* [Directions for this task]: Below are some entries. Repeat exactly the lines from the one with "pub struct LoggingConfig" through the one with "fn default_log_level() ->", and only those.

::: Information provided :::

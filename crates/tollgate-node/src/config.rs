//! Node configuration loading and management.

use serde::{Deserialize, Serialize};
use std::path::{Path, PathBuf};

use tollgate_core::config::GatewayConfig;

/// Full configuration for the Tollgate node.
#[derive(Debug, Clone, Serialize, Deserialize, Default)]
pub struct NodeConfig {
    /// Payment-challenge gateway settings.
    #[serde(default)]
    pub gateway: GatewayConfig,

    /// API server settings.
    #[serde(default)]
    pub api: ApiConfig,

    /// Challenge store settings.
    #[serde(default)]
    pub storage: StorageConfig,

    /// Expiry sweep settings.
    #[serde(default)]
    pub sweep: SweepConfig,

    /// Logging settings.
    #[serde(default)]
    pub logging: LoggingConfig,
}

#[derive(Debug, Clone, Serialize, Deserialize)]
pub struct ApiConfig {
    /// API listen address.
    #[serde(default = "default_api_addr")]
    pub listen_addr: String,
    /// API port.
    #[serde(default = "default_api_port")]
    pub port: u16,
}

impl Default for ApiConfig {
    fn default() -> Self {
        Self {
            listen_addr: default_api_addr(),
            port: default_api_port(),
        }
    }
}

/// Which challenge-store backend the gateway runs on.
#[derive(Debug, Clone, Copy, PartialEq, Eq, Serialize, Deserialize)]
#[serde(rename_all = "lowercase")]
pub enum StorageBackend {
    /// In-memory store; records do not survive a restart.
    Memory,
    /// RocksDB-backed store under `data_dir`.
    Rocksdb,
}

#[derive(Debug, Clone, Serialize, Deserialize)]
pub struct StorageConfig {
    /// Store backend.
    #[serde(default = "default_backend")]
    pub backend: StorageBackend,
    /// Path to the data directory (rocksdb backend).
    #[serde(default = "default_data_dir")]
    pub data_dir: PathBuf,
}

impl Default for StorageConfig {
    fn default() -> Self {
        Self {
            backend: default_backend(),
            data_dir: default_data_dir(),
        }
    }
}

#[derive(Debug, Clone, Serialize, Deserialize)]
pub struct SweepConfig {
    /// Seconds between expiry-sweep passes.
    #[serde(default = "default_sweep_interval")]
    pub interval_secs: u64,
}

impl Default for SweepConfig {
    fn default() -> Self {
        Self {
            interval_secs: default_sweep_interval(),
        }
    }
}

#[derive(Debug, Clone, Serialize, Deserialize)]
pub struct LoggingConfig {
    /// Log level (trace, debug, info, warn, error).
    #[serde(default = "default_log_level")]
    pub level: String,
}

impl Default for LoggingConfig {
    fn default() -> Self {
        Self {
            level: default_log_level(),
        }
    }
}

fn default_api_addr() -> String {
    "0.0.0.0".into()
}

fn default_api_port() -> u16 {
    8402
}

fn default_backend() -> StorageBackend {
    StorageBackend::Memory
}

fn default_data_dir() -> PathBuf {
    PathBuf::from("./data")
}

fn default_sweep_interval() -> u64 {
    60
}

fn default_log_level() -> String {
    "info".into()
}

impl NodeConfig {
    /// Load configuration from a TOML file, falling back to defaults when
    /// the file does not exist.
    pub fn load(path: &Path) -> anyhow::Result<Self> {
        if !path.exists() {
            tracing::info!(path = %path.display(), "config file not found, using defaults");
            return Ok(Self::default());
        }
        let raw = std::fs::read_to_string(path)?;
        let config = toml::from_str(&raw)?;
        Ok(config)
    }

    /// Write this configuration to a TOML file.
    pub fn save(&self, path: &Path) -> anyhow::Result<()> {
        let raw = toml::to_string_pretty(self)?;
        std::fs::write(path, raw)?;
        Ok(())
    }
}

:::

* [Written answer]:
pub struct LoggingConfig {
    /// Log level (trace, debug, info, warn, error).
    #[serde(default = "default_log_level")]
    pub level: String,
}

impl Default for LoggingConfig {
    fn default() -> Self {
        Self {
            level: default_log_level(),
        }
    }
}

fn default_api_addr() -> String {
    "0.0.0.0".into()
}

fn default_api_port() -> u16 {
    8402
}

fn default_backend() -> StorageBackend {
    StorageBackend::Memory
}

fn default_data_dir() -> PathBuf {
    PathBuf::from("./data")
}

fn default_sweep_interval() -> u64 {
    60
}

fn default_log_level() -> String {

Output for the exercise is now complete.